J.B. Spins

Jazz, film, and improvised culture.

Friday, May 15, 2015

Dark Star: H.R. Giger’s World

Probably no other Swiss dude ever creeped out as many people as Hansruedi “H.R.” Giger—and his fans loved him for it. His ominous visions of sexualized dystopias are uniquely distinctive and immediately identifiable as Giger. He was an artist with a rabid fanbase who was also steadily gaining stature in the proper museum world, like a Warhol with talent. One year after his death, almost to the date (5/12/2014), documentarian Belinda Sallin introduces fans into the cult figure’s private life in Dark Star: H.R. Giger’s World (trailer here), which opens today in New York.

Giger’s designs for Jodorowsky’s oh-so-close-to-being-realized Dune could have stood the film world on its ear, but that is a lament for another documentary. However, connections initially made through the celebrated non-film subsequently led to Giger’s Oscar winning design work for Ridley Scott’s Alien. Giger’s fate would not be denied. Perhaps Giger’s most recognizable album cover is Emerson, Lake & Palmer’s Brain Salad Surgery, but arguably just about every 1980s Heavy Metal cover owes him a debt of gratitude.

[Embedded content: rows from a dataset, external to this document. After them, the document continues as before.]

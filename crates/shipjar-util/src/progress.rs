//! Terminal feedback for the CLI: aligned status lines and a spinner shown
//! while the host build runs.

use std::io::Write;
use std::time::Duration;

use console::Style;
use indicatif::{ProgressBar, ProgressStyle};

const LABEL_WIDTH: usize = 12;

#[derive(Debug, Clone, Copy)]
enum Tone {
    Done,
    Warning,
}

impl Tone {
    fn style(self) -> Style {
        match self {
            Tone::Done => Style::new().green().bold(),
            Tone::Warning => Style::new().yellow().bold(),
        }
    }
}

fn emit(tone: Tone, label: &str, message: &str) {
    let label = tone.style().apply_to(label);
    let _ = writeln!(std::io::stderr(), "{label:>LABEL_WIDTH$} {message}");
}

/// `   Published com.example:core:1.0.0` on stderr, label in green.
pub fn status(label: &str, message: &str) {
    emit(Tone::Done, label, message);
}

/// Same layout as [`status`] with a yellow label.
pub fn status_warn(label: &str, message: &str) {
    emit(Tone::Warning, label, message);
}

/// Spinner for work of unknown length. Hidden when stderr is not a terminal.
pub fn spinner(message: &str) -> ProgressBar {
    let pb = ProgressBar::new_spinner();
    if let Ok(style) = ProgressStyle::with_template("{spinner:.cyan} {msg}") {
        pb.set_style(style);
    }
    pb.set_message(message.to_string());
    pb.enable_steady_tick(Duration::from_millis(100));
    pb
}
//! Maven publication shaping: which publications a project gets, which
//! sidecar artifacts they carry, and which repository they go to.

pub mod artifacts;
pub mod javadoc;
pub mod publication;
pub mod repository;
pub mod strategy;
pub mod tasks;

It is hard to make a dull film about someone who is regularly asked to sign body parts (as we see from time to time), but Dark Star quietly gets off to a slow start. There is a lot of milling around Giger’s Escher-esque house, as he graciously hosts friends and family. It is nice to know Giger’s final months were pleasant, but the film only starts getting interesting when it explores the psychological roots of his macabre, futuristic images. Much of the film’s psychoanalyzing is appropriately done by Czech psychiatrist and Giger crony Stanislav Grof (a good head-shrinker name if ever there was one).

It is fascinating to contrast Giger’s nightmarish images with his genial presence. Physically, the artist had clearly lost a step or two, but he was as sharp (and eccentric) as ever. Of course, his art is really the main attraction and it has lost none of its potency. Sallin’s basic strategy was to hang out and capture as many telling moments as she could. It is not a radical approach, but it will suit Giger’s fans (many of whom are large tattooed men you should not antagonize).

Dark Star is a reasonably compelling and wholly respectful portrait of an artist in his final days. It is nice to have it for posterity, but everyone would prefer Jodorowsky’s Dune if that were somehow an option. Recommended for Giger fans, Dark Star: H.R. Giger’s World opens today (5/15) in New York, at the Landmark Sunshine.